• DATA SHOWN:
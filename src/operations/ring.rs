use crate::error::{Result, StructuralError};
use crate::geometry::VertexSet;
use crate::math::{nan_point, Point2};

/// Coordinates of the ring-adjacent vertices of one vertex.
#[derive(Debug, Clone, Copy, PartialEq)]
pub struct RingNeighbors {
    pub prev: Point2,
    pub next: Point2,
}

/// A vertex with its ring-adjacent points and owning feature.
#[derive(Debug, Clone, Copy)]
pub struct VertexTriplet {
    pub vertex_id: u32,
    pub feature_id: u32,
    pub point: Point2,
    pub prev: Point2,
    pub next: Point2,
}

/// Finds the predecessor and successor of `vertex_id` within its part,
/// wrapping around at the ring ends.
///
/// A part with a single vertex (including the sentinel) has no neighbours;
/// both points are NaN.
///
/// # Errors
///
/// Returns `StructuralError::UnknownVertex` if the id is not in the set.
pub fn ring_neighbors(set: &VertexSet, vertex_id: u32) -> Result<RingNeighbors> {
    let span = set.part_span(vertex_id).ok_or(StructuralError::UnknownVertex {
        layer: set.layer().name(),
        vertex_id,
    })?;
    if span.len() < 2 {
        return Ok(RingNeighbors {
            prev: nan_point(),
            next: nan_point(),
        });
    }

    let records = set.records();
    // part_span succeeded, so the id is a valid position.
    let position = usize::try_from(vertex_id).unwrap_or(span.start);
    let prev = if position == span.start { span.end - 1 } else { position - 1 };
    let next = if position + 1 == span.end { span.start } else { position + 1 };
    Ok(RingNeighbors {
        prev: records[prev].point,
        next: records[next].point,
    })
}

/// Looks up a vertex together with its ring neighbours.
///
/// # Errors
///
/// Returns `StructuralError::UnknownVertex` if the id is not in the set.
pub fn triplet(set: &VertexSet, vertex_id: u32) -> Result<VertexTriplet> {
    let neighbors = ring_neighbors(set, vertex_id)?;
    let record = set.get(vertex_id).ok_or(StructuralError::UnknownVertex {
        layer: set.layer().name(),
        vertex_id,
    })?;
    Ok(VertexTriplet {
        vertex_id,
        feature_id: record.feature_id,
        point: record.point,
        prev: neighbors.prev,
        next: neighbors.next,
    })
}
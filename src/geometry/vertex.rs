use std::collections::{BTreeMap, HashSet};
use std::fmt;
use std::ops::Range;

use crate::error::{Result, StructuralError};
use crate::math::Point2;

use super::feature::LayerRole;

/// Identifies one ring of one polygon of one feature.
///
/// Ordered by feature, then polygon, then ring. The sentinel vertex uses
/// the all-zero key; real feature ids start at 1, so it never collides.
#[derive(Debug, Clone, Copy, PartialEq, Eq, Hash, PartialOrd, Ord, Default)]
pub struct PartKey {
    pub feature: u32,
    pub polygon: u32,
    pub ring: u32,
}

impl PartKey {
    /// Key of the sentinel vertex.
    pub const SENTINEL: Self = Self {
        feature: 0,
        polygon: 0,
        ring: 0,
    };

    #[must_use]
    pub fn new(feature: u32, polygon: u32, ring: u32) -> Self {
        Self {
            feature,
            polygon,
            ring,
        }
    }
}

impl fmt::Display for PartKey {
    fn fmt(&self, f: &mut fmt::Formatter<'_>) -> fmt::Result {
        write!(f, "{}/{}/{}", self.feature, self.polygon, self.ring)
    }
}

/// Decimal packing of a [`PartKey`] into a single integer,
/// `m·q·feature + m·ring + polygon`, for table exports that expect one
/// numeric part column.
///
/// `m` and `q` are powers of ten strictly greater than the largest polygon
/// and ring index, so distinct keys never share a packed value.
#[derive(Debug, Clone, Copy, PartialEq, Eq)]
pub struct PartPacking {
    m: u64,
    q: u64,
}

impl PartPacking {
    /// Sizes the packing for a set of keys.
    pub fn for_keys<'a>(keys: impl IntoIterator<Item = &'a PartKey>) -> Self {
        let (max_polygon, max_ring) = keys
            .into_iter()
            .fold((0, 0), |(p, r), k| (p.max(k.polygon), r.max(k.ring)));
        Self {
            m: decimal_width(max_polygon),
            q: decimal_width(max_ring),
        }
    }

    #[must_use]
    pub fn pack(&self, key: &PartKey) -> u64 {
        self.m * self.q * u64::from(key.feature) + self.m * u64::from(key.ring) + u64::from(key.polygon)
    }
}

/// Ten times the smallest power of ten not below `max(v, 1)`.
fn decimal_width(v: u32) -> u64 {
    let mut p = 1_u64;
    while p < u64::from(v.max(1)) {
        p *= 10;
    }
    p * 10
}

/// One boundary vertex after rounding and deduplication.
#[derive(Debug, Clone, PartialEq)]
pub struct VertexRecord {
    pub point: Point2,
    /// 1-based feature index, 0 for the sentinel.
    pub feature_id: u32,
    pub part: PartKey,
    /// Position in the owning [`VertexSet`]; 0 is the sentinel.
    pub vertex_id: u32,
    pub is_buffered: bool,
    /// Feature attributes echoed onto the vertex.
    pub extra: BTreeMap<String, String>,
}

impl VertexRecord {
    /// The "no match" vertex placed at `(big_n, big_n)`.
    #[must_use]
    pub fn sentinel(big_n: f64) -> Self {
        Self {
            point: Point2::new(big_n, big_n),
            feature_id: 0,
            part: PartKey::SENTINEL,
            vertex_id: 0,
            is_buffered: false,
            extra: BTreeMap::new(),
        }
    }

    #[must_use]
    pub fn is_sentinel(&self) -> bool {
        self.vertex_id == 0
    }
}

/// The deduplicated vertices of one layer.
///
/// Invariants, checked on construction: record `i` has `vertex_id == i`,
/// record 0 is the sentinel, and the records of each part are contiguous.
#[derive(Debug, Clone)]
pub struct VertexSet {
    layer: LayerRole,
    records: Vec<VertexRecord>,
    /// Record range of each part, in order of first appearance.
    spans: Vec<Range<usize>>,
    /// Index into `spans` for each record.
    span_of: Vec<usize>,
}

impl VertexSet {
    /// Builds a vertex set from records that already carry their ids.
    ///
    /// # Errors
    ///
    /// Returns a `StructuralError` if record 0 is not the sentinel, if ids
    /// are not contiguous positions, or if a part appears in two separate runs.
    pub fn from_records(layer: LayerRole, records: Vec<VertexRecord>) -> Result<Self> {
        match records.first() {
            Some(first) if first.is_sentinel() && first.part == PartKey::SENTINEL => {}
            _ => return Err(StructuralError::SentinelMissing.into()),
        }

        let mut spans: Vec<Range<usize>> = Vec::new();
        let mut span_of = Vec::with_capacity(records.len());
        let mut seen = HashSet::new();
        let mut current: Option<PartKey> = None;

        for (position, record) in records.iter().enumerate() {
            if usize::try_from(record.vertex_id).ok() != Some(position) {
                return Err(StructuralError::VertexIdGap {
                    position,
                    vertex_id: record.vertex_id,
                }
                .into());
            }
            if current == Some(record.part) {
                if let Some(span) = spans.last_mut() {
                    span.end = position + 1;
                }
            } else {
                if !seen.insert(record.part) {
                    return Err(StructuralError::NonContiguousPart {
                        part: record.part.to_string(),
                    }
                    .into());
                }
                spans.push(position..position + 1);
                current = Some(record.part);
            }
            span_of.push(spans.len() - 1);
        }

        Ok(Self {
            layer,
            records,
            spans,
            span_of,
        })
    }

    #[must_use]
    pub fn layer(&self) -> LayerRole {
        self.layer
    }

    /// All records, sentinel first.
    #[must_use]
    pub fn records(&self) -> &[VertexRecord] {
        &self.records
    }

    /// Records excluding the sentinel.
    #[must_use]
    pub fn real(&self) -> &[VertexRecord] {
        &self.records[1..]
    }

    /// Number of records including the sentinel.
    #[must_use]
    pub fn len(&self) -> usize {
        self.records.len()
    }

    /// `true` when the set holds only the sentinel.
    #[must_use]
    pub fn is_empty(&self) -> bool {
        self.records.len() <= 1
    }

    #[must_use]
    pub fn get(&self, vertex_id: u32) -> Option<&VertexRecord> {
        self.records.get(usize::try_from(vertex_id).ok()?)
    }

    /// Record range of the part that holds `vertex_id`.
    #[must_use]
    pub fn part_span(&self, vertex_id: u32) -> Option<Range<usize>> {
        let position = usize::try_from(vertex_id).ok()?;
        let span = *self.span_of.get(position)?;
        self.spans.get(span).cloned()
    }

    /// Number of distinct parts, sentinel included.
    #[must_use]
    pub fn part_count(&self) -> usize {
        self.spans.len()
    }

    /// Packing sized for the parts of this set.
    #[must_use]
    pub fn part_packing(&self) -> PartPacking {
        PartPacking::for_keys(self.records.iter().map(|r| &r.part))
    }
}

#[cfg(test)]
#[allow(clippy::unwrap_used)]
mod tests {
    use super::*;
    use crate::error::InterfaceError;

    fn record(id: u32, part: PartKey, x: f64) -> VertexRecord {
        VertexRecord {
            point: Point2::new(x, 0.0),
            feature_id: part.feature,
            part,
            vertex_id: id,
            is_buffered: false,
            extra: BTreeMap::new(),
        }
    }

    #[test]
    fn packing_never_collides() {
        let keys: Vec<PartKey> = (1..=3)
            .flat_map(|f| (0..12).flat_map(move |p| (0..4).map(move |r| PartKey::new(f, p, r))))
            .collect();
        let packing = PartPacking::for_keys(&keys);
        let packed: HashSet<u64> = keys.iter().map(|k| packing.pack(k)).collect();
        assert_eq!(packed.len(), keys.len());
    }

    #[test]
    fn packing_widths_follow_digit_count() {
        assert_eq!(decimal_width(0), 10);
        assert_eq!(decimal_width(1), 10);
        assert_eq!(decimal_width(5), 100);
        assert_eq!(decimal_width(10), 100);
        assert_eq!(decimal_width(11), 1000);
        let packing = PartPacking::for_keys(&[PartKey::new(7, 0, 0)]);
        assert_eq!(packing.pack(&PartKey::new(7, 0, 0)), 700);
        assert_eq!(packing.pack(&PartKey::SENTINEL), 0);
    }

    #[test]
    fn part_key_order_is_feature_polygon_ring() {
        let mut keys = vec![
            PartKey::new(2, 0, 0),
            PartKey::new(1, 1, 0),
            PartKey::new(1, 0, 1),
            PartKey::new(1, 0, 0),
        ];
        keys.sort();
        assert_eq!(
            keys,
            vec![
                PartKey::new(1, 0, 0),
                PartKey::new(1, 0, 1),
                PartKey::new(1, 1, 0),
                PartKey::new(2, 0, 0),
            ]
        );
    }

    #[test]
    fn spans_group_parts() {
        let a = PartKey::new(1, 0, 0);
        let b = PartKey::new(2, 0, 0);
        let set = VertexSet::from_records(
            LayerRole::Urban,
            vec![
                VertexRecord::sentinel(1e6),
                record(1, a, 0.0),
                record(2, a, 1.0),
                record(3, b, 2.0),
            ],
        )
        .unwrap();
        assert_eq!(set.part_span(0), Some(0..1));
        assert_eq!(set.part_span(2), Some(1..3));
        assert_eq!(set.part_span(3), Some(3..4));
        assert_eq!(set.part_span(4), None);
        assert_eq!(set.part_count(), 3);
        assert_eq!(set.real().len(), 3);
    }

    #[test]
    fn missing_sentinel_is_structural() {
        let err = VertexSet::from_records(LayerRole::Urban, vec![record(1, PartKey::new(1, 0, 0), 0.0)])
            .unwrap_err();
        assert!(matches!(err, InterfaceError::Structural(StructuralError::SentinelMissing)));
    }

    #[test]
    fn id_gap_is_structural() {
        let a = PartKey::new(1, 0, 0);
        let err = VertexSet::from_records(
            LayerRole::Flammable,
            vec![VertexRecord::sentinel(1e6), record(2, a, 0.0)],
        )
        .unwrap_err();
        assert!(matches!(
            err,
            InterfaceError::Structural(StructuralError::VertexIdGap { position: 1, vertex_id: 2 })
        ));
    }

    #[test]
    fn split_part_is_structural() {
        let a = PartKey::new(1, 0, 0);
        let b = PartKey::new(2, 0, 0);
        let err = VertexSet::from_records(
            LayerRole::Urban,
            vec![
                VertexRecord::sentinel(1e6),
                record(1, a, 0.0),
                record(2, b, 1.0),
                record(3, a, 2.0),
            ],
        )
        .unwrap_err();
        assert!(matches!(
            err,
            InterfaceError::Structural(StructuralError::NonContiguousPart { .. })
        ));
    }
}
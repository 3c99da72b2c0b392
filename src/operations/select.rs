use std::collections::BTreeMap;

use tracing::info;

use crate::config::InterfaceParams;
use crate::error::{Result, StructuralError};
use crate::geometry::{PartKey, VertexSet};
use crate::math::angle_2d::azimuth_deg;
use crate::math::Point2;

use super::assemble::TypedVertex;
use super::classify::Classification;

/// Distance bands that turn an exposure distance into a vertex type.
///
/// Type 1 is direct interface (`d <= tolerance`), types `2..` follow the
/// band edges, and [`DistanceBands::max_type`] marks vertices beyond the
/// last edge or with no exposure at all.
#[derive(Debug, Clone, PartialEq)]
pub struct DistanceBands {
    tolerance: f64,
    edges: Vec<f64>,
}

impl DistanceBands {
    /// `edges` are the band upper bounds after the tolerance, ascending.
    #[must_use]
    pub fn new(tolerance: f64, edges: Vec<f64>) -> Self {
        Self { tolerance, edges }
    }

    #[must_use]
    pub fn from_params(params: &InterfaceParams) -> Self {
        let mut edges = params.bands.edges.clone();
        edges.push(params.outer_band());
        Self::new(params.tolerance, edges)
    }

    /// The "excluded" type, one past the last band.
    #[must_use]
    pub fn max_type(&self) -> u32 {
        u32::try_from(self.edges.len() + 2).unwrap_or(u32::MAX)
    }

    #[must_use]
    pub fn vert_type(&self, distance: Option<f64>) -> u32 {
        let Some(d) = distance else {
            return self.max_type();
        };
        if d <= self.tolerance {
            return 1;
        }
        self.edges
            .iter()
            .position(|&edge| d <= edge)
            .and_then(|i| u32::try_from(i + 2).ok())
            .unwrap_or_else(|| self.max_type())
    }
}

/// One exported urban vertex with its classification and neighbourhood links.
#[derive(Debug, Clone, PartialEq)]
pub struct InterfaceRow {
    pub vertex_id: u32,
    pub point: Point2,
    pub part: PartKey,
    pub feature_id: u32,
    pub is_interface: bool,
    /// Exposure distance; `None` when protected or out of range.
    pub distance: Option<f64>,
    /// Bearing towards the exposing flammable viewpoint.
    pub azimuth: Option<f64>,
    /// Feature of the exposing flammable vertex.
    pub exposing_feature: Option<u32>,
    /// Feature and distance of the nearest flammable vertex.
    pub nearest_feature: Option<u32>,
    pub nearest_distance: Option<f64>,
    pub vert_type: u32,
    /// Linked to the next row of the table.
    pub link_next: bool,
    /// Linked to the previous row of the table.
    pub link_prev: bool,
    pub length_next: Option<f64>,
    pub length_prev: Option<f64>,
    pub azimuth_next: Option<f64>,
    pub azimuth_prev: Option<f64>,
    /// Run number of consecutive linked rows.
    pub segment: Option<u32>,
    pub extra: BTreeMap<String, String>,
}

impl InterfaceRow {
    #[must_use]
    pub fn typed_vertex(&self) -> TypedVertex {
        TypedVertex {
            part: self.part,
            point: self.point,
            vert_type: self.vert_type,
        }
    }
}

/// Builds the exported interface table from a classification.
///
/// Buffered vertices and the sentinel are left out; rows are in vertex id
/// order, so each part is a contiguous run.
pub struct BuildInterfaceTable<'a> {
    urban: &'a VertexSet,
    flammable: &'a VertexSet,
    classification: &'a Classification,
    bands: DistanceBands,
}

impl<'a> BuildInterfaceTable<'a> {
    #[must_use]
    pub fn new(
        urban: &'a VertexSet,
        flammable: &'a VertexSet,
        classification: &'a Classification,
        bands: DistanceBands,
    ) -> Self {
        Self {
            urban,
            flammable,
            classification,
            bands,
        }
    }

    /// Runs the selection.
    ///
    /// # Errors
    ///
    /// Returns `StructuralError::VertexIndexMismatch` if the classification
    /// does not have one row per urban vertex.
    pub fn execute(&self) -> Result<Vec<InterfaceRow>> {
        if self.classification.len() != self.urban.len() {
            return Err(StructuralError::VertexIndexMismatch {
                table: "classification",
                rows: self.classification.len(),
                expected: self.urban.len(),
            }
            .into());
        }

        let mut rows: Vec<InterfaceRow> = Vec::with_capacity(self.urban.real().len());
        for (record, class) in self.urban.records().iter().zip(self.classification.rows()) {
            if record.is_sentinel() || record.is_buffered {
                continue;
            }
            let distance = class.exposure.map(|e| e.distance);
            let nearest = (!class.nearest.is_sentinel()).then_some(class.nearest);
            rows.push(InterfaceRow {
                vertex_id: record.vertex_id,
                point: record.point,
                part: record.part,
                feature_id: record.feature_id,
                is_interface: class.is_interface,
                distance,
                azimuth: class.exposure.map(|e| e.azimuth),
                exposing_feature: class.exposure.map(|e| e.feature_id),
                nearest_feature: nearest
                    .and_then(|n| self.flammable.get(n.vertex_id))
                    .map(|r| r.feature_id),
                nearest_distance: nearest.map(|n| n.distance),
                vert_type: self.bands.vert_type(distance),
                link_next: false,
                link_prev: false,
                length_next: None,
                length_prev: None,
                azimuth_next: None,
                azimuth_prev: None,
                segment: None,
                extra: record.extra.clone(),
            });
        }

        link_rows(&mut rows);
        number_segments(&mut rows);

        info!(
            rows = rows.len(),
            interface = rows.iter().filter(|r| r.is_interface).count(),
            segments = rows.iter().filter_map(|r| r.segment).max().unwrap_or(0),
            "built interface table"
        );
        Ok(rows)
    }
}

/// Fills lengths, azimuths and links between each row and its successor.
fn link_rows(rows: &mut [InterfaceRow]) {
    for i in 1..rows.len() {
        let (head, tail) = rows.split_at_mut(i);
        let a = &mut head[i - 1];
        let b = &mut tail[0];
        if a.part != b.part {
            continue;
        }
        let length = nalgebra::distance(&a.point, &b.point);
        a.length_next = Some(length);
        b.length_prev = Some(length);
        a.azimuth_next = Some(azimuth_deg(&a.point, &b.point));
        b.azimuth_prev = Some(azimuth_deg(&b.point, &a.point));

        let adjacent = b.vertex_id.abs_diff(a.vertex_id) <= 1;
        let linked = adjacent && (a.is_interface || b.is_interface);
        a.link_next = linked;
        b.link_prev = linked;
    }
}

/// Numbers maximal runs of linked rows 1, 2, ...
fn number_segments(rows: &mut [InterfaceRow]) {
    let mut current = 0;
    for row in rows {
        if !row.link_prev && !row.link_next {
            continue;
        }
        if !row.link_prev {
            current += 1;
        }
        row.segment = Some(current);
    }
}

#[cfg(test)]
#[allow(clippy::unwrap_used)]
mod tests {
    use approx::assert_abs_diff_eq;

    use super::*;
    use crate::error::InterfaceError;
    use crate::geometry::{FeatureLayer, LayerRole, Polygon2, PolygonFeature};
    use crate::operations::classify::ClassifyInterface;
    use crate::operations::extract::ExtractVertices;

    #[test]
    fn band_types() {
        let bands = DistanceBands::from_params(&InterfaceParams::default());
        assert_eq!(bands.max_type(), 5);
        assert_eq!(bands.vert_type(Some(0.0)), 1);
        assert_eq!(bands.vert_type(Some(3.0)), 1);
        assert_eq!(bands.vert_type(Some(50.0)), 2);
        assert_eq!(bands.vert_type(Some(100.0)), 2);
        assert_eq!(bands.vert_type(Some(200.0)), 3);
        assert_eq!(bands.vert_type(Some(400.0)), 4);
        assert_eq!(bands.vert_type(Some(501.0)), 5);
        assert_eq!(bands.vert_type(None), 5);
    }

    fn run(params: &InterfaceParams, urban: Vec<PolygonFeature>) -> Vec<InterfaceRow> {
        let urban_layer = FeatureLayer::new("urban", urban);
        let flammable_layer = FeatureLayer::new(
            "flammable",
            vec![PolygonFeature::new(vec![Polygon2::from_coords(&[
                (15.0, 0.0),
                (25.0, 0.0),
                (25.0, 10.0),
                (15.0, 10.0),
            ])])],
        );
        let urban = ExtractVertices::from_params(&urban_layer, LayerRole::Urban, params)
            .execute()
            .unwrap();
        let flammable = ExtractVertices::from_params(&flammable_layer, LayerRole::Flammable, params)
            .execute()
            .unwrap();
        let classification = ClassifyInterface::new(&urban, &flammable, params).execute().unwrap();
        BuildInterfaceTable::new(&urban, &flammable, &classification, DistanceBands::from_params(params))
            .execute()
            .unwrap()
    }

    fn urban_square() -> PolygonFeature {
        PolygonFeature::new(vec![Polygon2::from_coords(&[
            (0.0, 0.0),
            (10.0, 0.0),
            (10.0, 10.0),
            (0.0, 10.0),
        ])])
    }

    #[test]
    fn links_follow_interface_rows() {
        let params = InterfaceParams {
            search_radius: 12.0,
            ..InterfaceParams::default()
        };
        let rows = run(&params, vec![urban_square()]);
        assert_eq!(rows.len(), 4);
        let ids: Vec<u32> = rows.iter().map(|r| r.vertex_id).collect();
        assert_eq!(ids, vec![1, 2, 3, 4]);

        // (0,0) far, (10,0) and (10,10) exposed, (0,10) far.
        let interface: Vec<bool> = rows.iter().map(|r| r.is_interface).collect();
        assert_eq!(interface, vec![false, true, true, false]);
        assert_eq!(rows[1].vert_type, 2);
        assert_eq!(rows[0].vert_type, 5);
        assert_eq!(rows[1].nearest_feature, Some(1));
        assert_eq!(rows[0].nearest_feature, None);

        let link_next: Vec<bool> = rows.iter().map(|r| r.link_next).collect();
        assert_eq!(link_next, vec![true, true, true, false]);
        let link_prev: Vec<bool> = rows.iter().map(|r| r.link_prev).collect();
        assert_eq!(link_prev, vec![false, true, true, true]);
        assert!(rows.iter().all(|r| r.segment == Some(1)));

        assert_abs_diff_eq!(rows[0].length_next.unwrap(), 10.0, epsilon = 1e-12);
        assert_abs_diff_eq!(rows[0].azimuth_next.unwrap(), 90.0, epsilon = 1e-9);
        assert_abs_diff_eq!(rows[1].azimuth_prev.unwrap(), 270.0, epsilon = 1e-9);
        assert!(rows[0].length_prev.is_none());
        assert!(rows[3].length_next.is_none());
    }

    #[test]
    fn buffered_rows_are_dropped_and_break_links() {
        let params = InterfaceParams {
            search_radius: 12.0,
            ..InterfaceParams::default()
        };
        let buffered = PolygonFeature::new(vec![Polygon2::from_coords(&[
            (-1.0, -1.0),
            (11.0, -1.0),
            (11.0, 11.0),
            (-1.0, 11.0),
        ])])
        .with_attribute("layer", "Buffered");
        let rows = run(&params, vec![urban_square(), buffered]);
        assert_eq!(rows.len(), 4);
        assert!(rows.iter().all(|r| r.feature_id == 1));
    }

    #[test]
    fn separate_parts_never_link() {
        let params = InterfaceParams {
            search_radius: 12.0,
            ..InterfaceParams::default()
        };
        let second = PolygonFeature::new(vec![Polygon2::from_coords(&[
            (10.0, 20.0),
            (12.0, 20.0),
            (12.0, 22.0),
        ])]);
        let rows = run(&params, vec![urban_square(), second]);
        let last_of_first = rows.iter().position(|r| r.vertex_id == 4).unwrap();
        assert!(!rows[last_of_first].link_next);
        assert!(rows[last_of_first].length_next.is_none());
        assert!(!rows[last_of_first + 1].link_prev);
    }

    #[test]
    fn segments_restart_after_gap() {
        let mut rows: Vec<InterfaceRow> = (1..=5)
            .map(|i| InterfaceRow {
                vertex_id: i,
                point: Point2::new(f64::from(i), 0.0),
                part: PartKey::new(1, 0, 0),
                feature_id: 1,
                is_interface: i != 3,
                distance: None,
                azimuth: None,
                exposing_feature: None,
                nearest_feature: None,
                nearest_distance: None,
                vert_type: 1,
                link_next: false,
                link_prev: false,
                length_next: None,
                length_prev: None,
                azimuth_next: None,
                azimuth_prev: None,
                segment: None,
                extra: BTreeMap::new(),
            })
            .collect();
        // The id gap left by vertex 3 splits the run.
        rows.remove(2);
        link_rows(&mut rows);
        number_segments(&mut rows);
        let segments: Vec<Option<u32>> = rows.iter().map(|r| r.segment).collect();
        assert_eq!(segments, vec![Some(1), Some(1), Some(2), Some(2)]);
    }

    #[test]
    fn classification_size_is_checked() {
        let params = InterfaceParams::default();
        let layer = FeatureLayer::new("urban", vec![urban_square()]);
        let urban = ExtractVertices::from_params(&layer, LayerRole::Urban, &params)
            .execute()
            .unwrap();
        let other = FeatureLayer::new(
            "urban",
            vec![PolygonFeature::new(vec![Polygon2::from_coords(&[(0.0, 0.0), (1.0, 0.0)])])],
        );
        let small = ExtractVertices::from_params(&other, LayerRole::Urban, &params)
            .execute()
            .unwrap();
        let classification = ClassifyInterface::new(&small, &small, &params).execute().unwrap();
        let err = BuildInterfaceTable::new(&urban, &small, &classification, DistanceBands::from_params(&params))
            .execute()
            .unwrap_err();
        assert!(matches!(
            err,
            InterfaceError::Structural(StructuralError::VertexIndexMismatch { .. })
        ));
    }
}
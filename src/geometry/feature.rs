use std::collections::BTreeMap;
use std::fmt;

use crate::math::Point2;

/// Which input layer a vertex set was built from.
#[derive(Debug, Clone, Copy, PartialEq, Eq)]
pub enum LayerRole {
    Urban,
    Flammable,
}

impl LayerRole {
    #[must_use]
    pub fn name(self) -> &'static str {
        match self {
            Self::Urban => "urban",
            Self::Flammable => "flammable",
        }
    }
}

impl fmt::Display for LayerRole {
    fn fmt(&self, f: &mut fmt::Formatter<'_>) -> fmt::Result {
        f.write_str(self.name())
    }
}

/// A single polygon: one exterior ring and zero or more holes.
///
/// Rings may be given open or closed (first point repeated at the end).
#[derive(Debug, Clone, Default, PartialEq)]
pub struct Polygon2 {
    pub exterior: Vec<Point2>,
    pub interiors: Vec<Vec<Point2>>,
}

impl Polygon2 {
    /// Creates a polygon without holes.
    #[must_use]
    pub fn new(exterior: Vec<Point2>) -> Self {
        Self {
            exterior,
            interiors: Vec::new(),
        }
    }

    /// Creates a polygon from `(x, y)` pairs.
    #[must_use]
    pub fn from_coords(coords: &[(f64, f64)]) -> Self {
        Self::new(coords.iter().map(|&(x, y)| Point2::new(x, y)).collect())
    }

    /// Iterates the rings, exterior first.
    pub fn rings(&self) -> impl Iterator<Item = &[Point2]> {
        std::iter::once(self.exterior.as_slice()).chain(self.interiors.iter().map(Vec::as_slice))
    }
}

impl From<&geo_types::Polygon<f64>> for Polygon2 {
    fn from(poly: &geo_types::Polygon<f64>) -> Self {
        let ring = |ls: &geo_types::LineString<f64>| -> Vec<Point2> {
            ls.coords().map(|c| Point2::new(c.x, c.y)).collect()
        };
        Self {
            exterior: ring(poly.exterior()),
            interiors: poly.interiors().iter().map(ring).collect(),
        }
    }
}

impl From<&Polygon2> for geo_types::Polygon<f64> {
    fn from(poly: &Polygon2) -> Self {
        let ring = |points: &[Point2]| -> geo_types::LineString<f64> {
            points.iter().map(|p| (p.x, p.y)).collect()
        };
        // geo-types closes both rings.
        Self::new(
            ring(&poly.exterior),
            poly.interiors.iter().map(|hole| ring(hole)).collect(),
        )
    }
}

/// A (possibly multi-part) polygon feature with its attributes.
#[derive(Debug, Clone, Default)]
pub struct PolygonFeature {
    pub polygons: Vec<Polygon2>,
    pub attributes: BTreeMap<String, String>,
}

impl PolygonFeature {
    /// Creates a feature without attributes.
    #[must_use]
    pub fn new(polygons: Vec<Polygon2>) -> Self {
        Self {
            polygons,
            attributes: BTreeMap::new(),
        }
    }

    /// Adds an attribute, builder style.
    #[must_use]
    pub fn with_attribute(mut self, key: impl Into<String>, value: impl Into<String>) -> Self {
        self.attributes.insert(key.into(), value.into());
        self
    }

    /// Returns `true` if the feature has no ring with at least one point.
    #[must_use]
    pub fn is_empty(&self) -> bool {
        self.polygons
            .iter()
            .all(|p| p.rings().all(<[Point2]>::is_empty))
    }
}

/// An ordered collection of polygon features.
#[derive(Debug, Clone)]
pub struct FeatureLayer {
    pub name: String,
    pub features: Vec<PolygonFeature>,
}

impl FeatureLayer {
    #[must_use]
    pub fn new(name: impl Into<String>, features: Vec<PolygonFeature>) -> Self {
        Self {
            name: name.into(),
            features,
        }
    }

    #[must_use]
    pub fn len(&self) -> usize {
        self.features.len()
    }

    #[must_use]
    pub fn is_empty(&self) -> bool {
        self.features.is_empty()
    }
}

• ABOUT THIS TASK: Tell how many lines in the entries contain the string "packed", and give nothing beyond the number.

• SOLUTION TO THIS TASK: 3